ABC presents ideas for “Living in the Edge” at RBD mid-term critique
On March 29, team members from the All Bay Collective (ABC) participated in the mid-term critique for Resilient By Design’s (RBD) Bay Area Challenge at San Francisco’s Autodesk Gallery. The event provided a valuable opportunity for all ten teams participating in the regionwide challenge to gain feedback on their preliminary resilience strategies from peers, community representatives, and RBD’s panel of experts.
At the event, ABC advocated for an adaptive, collaborative, and equitable approach to resilience in the San Leandro Bay area. As Claire Bonham-Carter of AECOM noted, “We need to move from living ON the edge of disaster, to living IN the edge in order to adapt and change.” To ABC and its community collaborators, living in the edge not only emphasizes adaptability, but also stresses the importance of community-designed engagement processes and co-created resilience strategies that front-load social equity benefits.
Jamie Philips of CMG recapped what the team had learned to date, highlighting challenges ranging from vulnerable transportation and severed ecological connections, to the exponential impact projected when considering the combined effects of sea level rise, emerging ground water, and liquefaction. She also noted the extraordinary level of community advocacy and leadership in East Oakland and Alameda, which is helping to strengthen neighborhood investment, stem the tide of displacement, and deliver a more vibrant future to residents.

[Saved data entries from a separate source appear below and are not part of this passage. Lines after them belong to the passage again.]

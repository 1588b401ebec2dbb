//! PDF digital signatures.
//!
//! This module creates and verifies approval signatures that are appended to
//! a document as incremental updates, according to ISO 32000-1:2008
//! Section 12.8.
//!
//! ## Features
//!
//! - **ByteRange calculation**: fixed-width placeholders patched in place
//! - **Field signing**: [`PdfSigner`] writes the field, widget and signature
//!   dictionary of one signature as a single revision
//! - **Binding**: the [`SignatureBinder`] seam turns signed bytes into a
//!   signature container; [`Pkcs7Binder`] is the OpenSSL implementation
//! - **Verification**: [`SignatureVerifier`] checks every signature of a file
//!
//! Only `adbe.pkcs7.detached` signatures are produced.

mod binder;
mod byterange;
mod flags;
mod signer;
mod types;
mod verifier;

pub use binder::{Pkcs7Binder, SignatureBinder};
pub use byterange::{ByteRangeCalculator, BYTE_RANGE_PLACEHOLDER, MIN_SIGNATURE_SIZE};
pub use flags::{AnnotationFlags, SigFlags};
pub(crate) use signer::{extend_array, push_to_array};
pub use signer::{format_pdf_date, AppliedField, PdfSigner, SignatureFieldSpec};
pub use types::{SignatureInfo, VerificationResult, VerificationStatus, FILTER, SUB_FILTER};
pub use verifier::SignatureVerifier;
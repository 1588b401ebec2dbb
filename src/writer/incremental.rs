//! Incremental update writer.
//!
//! An incremental update (PDF spec Section 7.5.6) appends new and replaced
//! objects, a cross-reference section covering only those objects, and a
//! trailer whose `/Prev` points at the previous cross-reference section. The
//! earlier bytes of the file are never touched.
//!
//! ```text
//! <objects>
//! xref
//! 12 3
//! 0000004711 00000 n\r
//! ...
//! trailer
//! << /Size 15 /Root 1 0 R /Prev 4096 >>
//! startxref
//! 5210
//! %%EOF
//! ```

use super::object_serializer::{hex_string, wrap_indirect, ObjectSerializer};
use lopdf::{Dictionary, Object, ObjectId};
use sha2::{Digest, Sha256};
use std::collections::BTreeMap;

/// Readers locate `%%EOF` by scanning a trailing window of the file; a
/// revision shorter than this is padded so only its own marker is found.
const MIN_REVISION_LEN: usize = 600;

/// Trailer entries carried over from the previous revision.
#[derive(Debug, Clone)]
pub struct TrailerInfo {
    /// `/Root` reference
    pub root: ObjectId,
    /// `/Info` reference, if any
    pub info: Option<ObjectId>,
    /// First element of `/ID`, if the document has one
    pub id: Option<Vec<u8>>,
    /// Offset of the previous cross-reference section
    pub prev_xref: usize,
    /// `/Size` of the previous revision
    pub prev_size: u32,
}

impl TrailerInfo {
    /// Read the carried-over entries from a parsed trailer.
    pub fn from_trailer(trailer: &Dictionary, prev_xref: usize, prev_size: u32) -> Option<Self> {
        let root = trailer.get(b"Root").and_then(Object::as_reference).ok()?;
        let info = trailer.get(b"Info").and_then(Object::as_reference).ok();
        let id = trailer
            .get(b"ID")
            .and_then(Object::as_array)
            .ok()
            .and_then(|ids| ids.first())
            .and_then(|first| first.as_str().ok())
            .map(|bytes| bytes.to_vec());
        Some(Self {
            root,
            info,
            id,
            prev_xref,
            prev_size,
        })
    }
}

/// A serialized revision ready to be appended.
#[derive(Debug, Clone)]
pub struct AssembledRevision {
    /// Revision bytes, to be appended after the previous revision
    pub bytes: Vec<u8>,
    /// Offset of every written object, relative to the start of `bytes`
    pub offsets: BTreeMap<ObjectId, usize>,
    /// Absolute offset of this revision's cross-reference section
    pub xref_offset: usize,
}

/// Collects the objects of one incremental update.
#[derive(Debug)]
pub struct RevisionWriter {
    next_id: u32,
    objects: BTreeMap<ObjectId, Vec<u8>>,
    serializer: ObjectSerializer,
}

impl RevisionWriter {
    /// Start a revision for a document whose highest object number is `max_id`.
    pub fn new(max_id: u32) -> Self {
        Self {
            next_id: max_id + 1,
            objects: BTreeMap::new(),
            serializer: ObjectSerializer::compact(),
        }
    }

    /// Reserve a fresh object id.
    pub fn allocate(&mut self) -> ObjectId {
        let id = (self.next_id, 0);
        self.next_id += 1;
        id
    }

    /// Add a new object and return its id.
    pub fn add_object(&mut self, obj: impl Into<Object>) -> ObjectId {
        let id = self.allocate();
        self.set_object(id, &obj.into());
        id
    }

    /// Write an object under `id`, replacing an older version if it exists.
    pub fn set_object(&mut self, id: ObjectId, obj: &Object) {
        let body = self.serializer.serialize(obj);
        self.objects.insert(id, body);
    }

    /// Write pre-serialized object syntax under `id`.
    pub fn set_raw(&mut self, id: ObjectId, body: Vec<u8>) {
        self.objects.insert(id, body);
    }

    /// Number of objects written so far.
    pub fn object_count(&self) -> usize {
        self.objects.len()
    }

    /// Assemble the revision.
    ///
    /// `previous` is the complete document the revision will be appended to;
    /// it provides the base offset and the file identifier seed.
    pub fn finish(self, previous: &[u8], trailer: &TrailerInfo) -> AssembledRevision {
        let base = previous.len();
        let mut buf = Vec::new();
        if !matches!(previous.last(), Some(b'\n') | Some(b'\r')) {
            buf.push(b'\n');
        }

        let mut offsets = BTreeMap::new();
        for (id, body) in &self.objects {
            offsets.insert(*id, buf.len());
            buf.extend_from_slice(&wrap_indirect(*id, body));
        }

        if buf.len() < MIN_REVISION_LEN {
            buf.push(b'%');
            buf.resize(MIN_REVISION_LEN, b' ');
            buf.push(b'\n');
        }

        let xref_offset = base + buf.len();
        buf.extend_from_slice(b"xref\n");
        for run in contiguous_runs(&offsets) {
            buf.extend_from_slice(format!("{} {}\n", run[0].0 .0, run.len()).as_bytes());
            for (id, offset) in run {
                buf.extend_from_slice(format!("{:010} {:05} n\r\n", base + offset, id.1).as_bytes());
            }
        }

        let size = self.next_id.max(trailer.prev_size);
        let mut trailer_dict = Dictionary::new();
        trailer_dict.set("Size", Object::Integer(size as i64));
        trailer_dict.set("Root", Object::Reference(trailer.root));
        if let Some(info) = trailer.info {
            trailer_dict.set("Info", Object::Reference(info));
        }
        trailer_dict.set("Prev", Object::Integer(trailer.prev_xref as i64));
        let trailer_body = self.serializer.serialize(&Object::Dictionary(trailer_dict));

        // /ID is written by hand so both halves stay hex strings
        let first_id = trailer
            .id
            .clone()
            .unwrap_or_else(|| Sha256::digest(previous)[..16].to_vec());
        let mut hasher = Sha256::new();
        hasher.update(&first_id);
        hasher.update(xref_offset.to_le_bytes());
        hasher.update(&buf);
        let digest = hasher.finalize();
        let second_id = &digest[..16];

        buf.extend_from_slice(b"trailer\n");
        // trailer_body ends in ">>"; splice /ID in front of it
        let split = trailer_body.len().saturating_sub(2);
        buf.extend_from_slice(&trailer_body[..split]);
        buf.extend_from_slice(
            format!("/ID [{} {}] >>", hex_string(&first_id), hex_string(second_id)).as_bytes(),
        );
        buf.extend_from_slice(format!("\nstartxref\n{}\n%%EOF\n", xref_offset).as_bytes());

        log::debug!(
            "Assembled revision: {} objects, {} bytes, xref at {}",
            offsets.len(),
            buf.len(),
            xref_offset
        );

        AssembledRevision {
            bytes: buf,
            offsets,
            xref_offset,
        }
    }
}

fn contiguous_runs(offsets: &BTreeMap<ObjectId, usize>) -> Vec<Vec<(ObjectId, usize)>> {
    let mut runs: Vec<Vec<(ObjectId, usize)>> = Vec::new();
    for (id, offset) in offsets {
        match runs.last_mut() {
            Some(run) if run.last().map(|(last, _)| last.0 + 1) == Some(id.0) => {
                run.push((*id, *offset));
            },
            _ => runs.push(vec![(*id, *offset)]),
        }
    }
    runs
}
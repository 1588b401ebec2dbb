//! Document locking.
//!
//! Locking appends one more signed revision holding an invisible seal: a
//! zero-size signature widget whose field carries a `/Lock` dictionary and
//! whose signature carries a FieldMDP transform, both with `/P 1`. Viewers
//! treat the document as locked and refuse further changes; any later
//! revision shows up as a modification of the sealed content.
//!
//! A DocMDP certification is not used since it is only allowed on the first
//! signature of a document.

use crate::certificate::SigningSession;
use crate::config::EngineConfig;
use crate::document::RevisionChain;
use crate::error::{Error, Result};
use crate::geometry::Rect;
use crate::signatures::{AnnotationFlags, PdfSigner, SignatureBinder, SignatureFieldSpec};
use crate::writer::FontRegistry;
use chrono::{DateTime, FixedOffset, Utc};
use std::collections::HashSet;

/// Outcome of a successful lock.
#[derive(Debug, Clone, PartialEq)]
pub struct LockReport {
    /// Name of the seal field
    pub field_name: String,
    /// ByteRange of the seal signature
    pub byte_range: [i64; 4],
}

/// Appends the seal revision.
#[derive(Debug, Clone)]
pub struct DocumentLocker {
    signer: PdfSigner,
    field_name: String,
}

impl DocumentLocker {
    /// Create a locker from engine settings.
    pub fn new(config: &EngineConfig) -> Self {
        Self {
            signer: PdfSigner::from_config(config),
            field_name: config.seal_field_name.clone(),
        }
    }

    /// Seal the document, signing now.
    pub fn lock(
        &self,
        chain: &mut RevisionChain,
        session: &SigningSession,
        binder: &dyn SignatureBinder,
    ) -> Result<LockReport> {
        self.lock_at(chain, session, binder, Utc::now().fixed_offset())
    }

    /// Seal the document with an explicit signing time.
    ///
    /// Every failure is reported as [`Error::LockFailure`]; the chain is only
    /// extended on success.
    pub fn lock_at(
        &self,
        chain: &mut RevisionChain,
        session: &SigningSession,
        binder: &dyn SignatureBinder,
        signing_time: DateTime<FixedOffset>,
    ) -> Result<LockReport> {
        let view = chain.view().map_err(as_lock_failure)?;
        if view.is_locked() {
            return Err(Error::LockFailure("document is already locked".to_string()));
        }
        let page = view.page_id(0).map_err(as_lock_failure)?;
        let field_name = unique_name(&self.field_name, &view.field_names());
        drop(view);

        let spec = SignatureFieldSpec {
            field_name: field_name.clone(),
            page,
            rect: Rect::new(0.0, 0.0, 0.0, 0.0),
            appearance: None,
            flags: AnnotationFlags::SEAL,
            signer_name: session.signer_name().to_string(),
            signing_time,
            lock_document: true,
        };
        let applied = self
            .signer
            .sign_field(chain, &spec, &mut FontRegistry::new(), binder)
            .map_err(as_lock_failure)?;

        log::info!("Document sealed with field {}", field_name);
        Ok(LockReport {
            field_name,
            byte_range: applied.byte_range,
        })
    }
}

fn as_lock_failure(err: Error) -> Error {
    match err {
        Error::LockFailure(_) => err,
        other => Error::LockFailure(other.to_string()),
    }
}

/// `base`, or `base_2`, `base_3`, ... when taken.
fn unique_name(base: &str, existing: &HashSet<String>) -> String {
    if !existing.contains(base) {
        return base.to_string();
    }
    (2..)
        .map(|n| format!("{}_{}", base, n))
        .find(|candidate| !existing.contains(candidate))
        .unwrap_or_else(|| base.to_string())
}
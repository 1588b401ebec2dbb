//! Digital signature types and data structures.

/// Sub-filter written into every signature dictionary.
pub const SUB_FILTER: &str = "adbe.pkcs7.detached";

/// Signature handler written as `/Filter`.
pub const FILTER: &str = "Adobe.PPKLite";

/// Information read from a signature dictionary.
#[derive(Debug, Clone, Default)]
pub struct SignatureInfo {
    /// Name of the signer (`/Name`)
    pub signer_name: Option<String>,
    /// Signing time (`/M`)
    pub signing_time: Option<String>,
    /// Reason for signing
    pub reason: Option<String>,
    /// Signing location
    pub location: Option<String>,
    /// Sub-filter name
    pub sub_filter: Option<String>,
    /// Byte range of the signed data
    pub byte_range: Vec<i64>,
    /// Whether the signature carries a `/P 1` MDP transform
    pub forbids_changes: bool,
}

/// Result of verifying one signature.
#[derive(Debug, Clone)]
pub struct VerificationResult {
    /// Fully qualified name of the signature field
    pub field_name: String,
    /// Common name of the signing certificate
    pub signer_cn: Option<String>,
    /// Signature dictionary contents
    pub signature_info: SignatureInfo,
    /// Whether the signed ranges reach the end of the file
    pub covers_whole_document: bool,
    /// Overall verification status
    pub status: VerificationStatus,
    /// SHA-256 of the signed ranges, uppercase hex
    pub digest_hex: Option<String>,
    /// Verification messages (errors, warnings)
    pub messages: Vec<String>,
}

impl VerificationResult {
    /// An unverified result for `field_name`.
    pub fn new(field_name: impl Into<String>, signature_info: SignatureInfo) -> Self {
        Self {
            field_name: field_name.into(),
            signer_cn: None,
            signature_info,
            covers_whole_document: false,
            status: VerificationStatus::Unknown,
            digest_hex: None,
            messages: Vec::new(),
        }
    }

    /// Byte range as a fixed array, when it has four entries.
    pub fn byte_range(&self) -> Option<[i64; 4]> {
        self.signature_info.byte_range.as_slice().try_into().ok()
    }

    /// Record a failure.
    pub(crate) fn fail(&mut self, message: impl Into<String>) {
        self.status = VerificationStatus::Invalid;
        self.messages.push(message.into());
    }
}

/// Verification status of a signature.
#[derive(Debug, Clone, Copy, PartialEq, Eq)]
pub enum VerificationStatus {
    /// Signature is valid
    Valid,
    /// Signature is invalid (cryptographically or structurally)
    Invalid,
    /// Signature could not be checked
    Unknown,
}

impl VerificationStatus {
    /// Check if the status indicates a valid signature.
    pub fn is_valid(&self) -> bool {
        matches!(self, VerificationStatus::Valid)
    }
}

impl std::fmt::Display for VerificationStatus {
    fn fmt(&self, f: &mut std::fmt::Formatter<'_>) -> std::fmt::Result {
        let text = match self {
            VerificationStatus::Valid => "valid",
            VerificationStatus::Invalid => "INVALID",
            VerificationStatus::Unknown => "unknown",
        };
        f.write_str(text)
    }
}

#[cfg(test)]
mod tests {
    use super::*;

    #[test]
    fn test_verification_status() {
        assert!(VerificationStatus::Valid.is_valid());
        assert!(!VerificationStatus::Invalid.is_valid());
        assert!(!VerificationStatus::Unknown.is_valid());
        assert_eq!(VerificationStatus::Invalid.to_string(), "INVALID");
    }

    #[test]
    fn test_result_byte_range() {
        let info = SignatureInfo {
            byte_range: vec![0, 10, 20, 30],
            ..Default::default()
        };
        let mut result = VerificationResult::new("Signature_1", info);
        assert_eq!(result.byte_range(), Some([0, 10, 20, 30]));

        result.fail("digest mismatch");
        assert_eq!(result.status, VerificationStatus::Invalid);
        assert_eq!(result.messages, vec!["digest mismatch".to_string()]);

        let short = VerificationResult::new("x", SignatureInfo::default());
        assert_eq!(short.byte_range(), None);
    }
}
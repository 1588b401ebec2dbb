//! Cryptographic binding of signed bytes.
//!
//! The signer only knows which bytes to sign; turning them into a signature
//! container is delegated to a [`SignatureBinder`]. The production binder is
//! [`Pkcs7Binder`], which produces a detached PKCS#7 `SignedData` with
//! OpenSSL.

use super::byterange::MIN_SIGNATURE_SIZE;
use crate::certificate::Certificate;
use crate::error::{Error, Result};
use openssl::pkcs7::{Pkcs7, Pkcs7Flags};
use openssl::stack::Stack;
use openssl::x509::X509;

/// Produces the DER signature container written into `/Contents`.
pub trait SignatureBinder {
    /// Sign the concatenated ByteRange slices.
    fn bind(&self, signed_bytes: &[u8]) -> Result<Vec<u8>>;

    /// Upper bound for the DER size of [`bind`](Self::bind) output.
    fn estimated_size(&self) -> usize;
}

/// Detached PKCS#7 signatures (`adbe.pkcs7.detached`).
#[derive(Debug)]
pub struct Pkcs7Binder<'a> {
    certificate: &'a Certificate,
}

impl<'a> Pkcs7Binder<'a> {
    /// Bind with the given signing identity.
    pub fn new(certificate: &'a Certificate) -> Self {
        Self { certificate }
    }

    fn chain_stack(&self) -> Result<Stack<X509>> {
        let mut stack = Stack::new().map_err(|e| Error::CryptoBindFailure(e.to_string()))?;
        for cert in self.certificate.chain() {
            stack
                .push(cert.clone())
                .map_err(|e| Error::CryptoBindFailure(e.to_string()))?;
        }
        Ok(stack)
    }
}

impl SignatureBinder for Pkcs7Binder<'_> {
    fn bind(&self, signed_bytes: &[u8]) -> Result<Vec<u8>> {
        let chain = self.chain_stack()?;
        let flags = Pkcs7Flags::DETACHED | Pkcs7Flags::BINARY;
        let pkcs7 = Pkcs7::sign(
            self.certificate.signer(),
            self.certificate.private_key(),
            &chain,
            signed_bytes,
            flags,
        )
        .map_err(|e| Error::CryptoBindFailure(e.to_string()))?;
        let der = pkcs7
            .to_der()
            .map_err(|e| Error::CryptoBindFailure(e.to_string()))?;
        log::debug!("Bound {} signed bytes into {} bytes of PKCS#7", signed_bytes.len(), der.len());
        Ok(der)
    }

    fn estimated_size(&self) -> usize {
        let certs: usize = std::iter::once(self.certificate.signer().to_der())
            .chain(self.certificate.chain().iter().map(|c| c.to_der()))
            .map(|der| der.map(|d| d.len()).unwrap_or(2048))
            .sum();
        let key_bytes = self.certificate.private_key().size();
        // signed attributes, algorithm identifiers and DER framing
        (certs + key_bytes + 2048).max(MIN_SIGNATURE_SIZE)
    }
}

Chris Guillard of CMG built on the team’s lessons learned by proposing preliminary near-term tactics for protecting San Leandro Bay neighborhoods from sea level rise. These scenarios included enhancing the roadways, trails, and channels around the bay to provide greater flooding protection, as well as restoring and expanding bay-adjacent parklands and wetlands to better absorb rising tides. Chris also noted the possibility of major, catalytic local projects like the A’s Stadium and transportation improvements to connect regional economies, generate local wealth, and further resilience goals.
Reflecting the collaborative ethos of ABC, Janette Kim of California College of the Arts emphasized that the project’s legacy would be its engagement process and relationships, not any one single master plan. As she noted, “We believe that building resilience means designing not just the physical environment, but our very process of decision-making.” In this spirit, ABC designed the “In It Together” game and “Community Resilience Investment Decision-Making Tool” to help community members evaluate potential resilience strategies and steward future projects. Janette also explained the Resilient Equity Hubs (REHBs) framework, highlighting local investment strategies like community benefits zoning, eco-districts, and community land trusts.
Stephen Engblom, Project Director from AECOM, closed ABC’s mid-term presentation by highlighting that many stakeholders are currently engaged in or about to start important work that will enhance individual components of San Leandro Bay communities. “If each stakeholder commits to collaborate with another stakeholder, in even a slight way, the shift in perspective and the cumulative impact will be transformative.” He closed with a vision of the bay that evolves the existing Martin Luther King, Jr. Shoreline into a unifying commons for all communities and stakeholders, stressing the importance of continued collaboration to catalyze short-term results, create long-term value, and transform San Leandro Bay into “a resilient, equitable, economic, and environmental paradigm of how we can live IN the edge together.”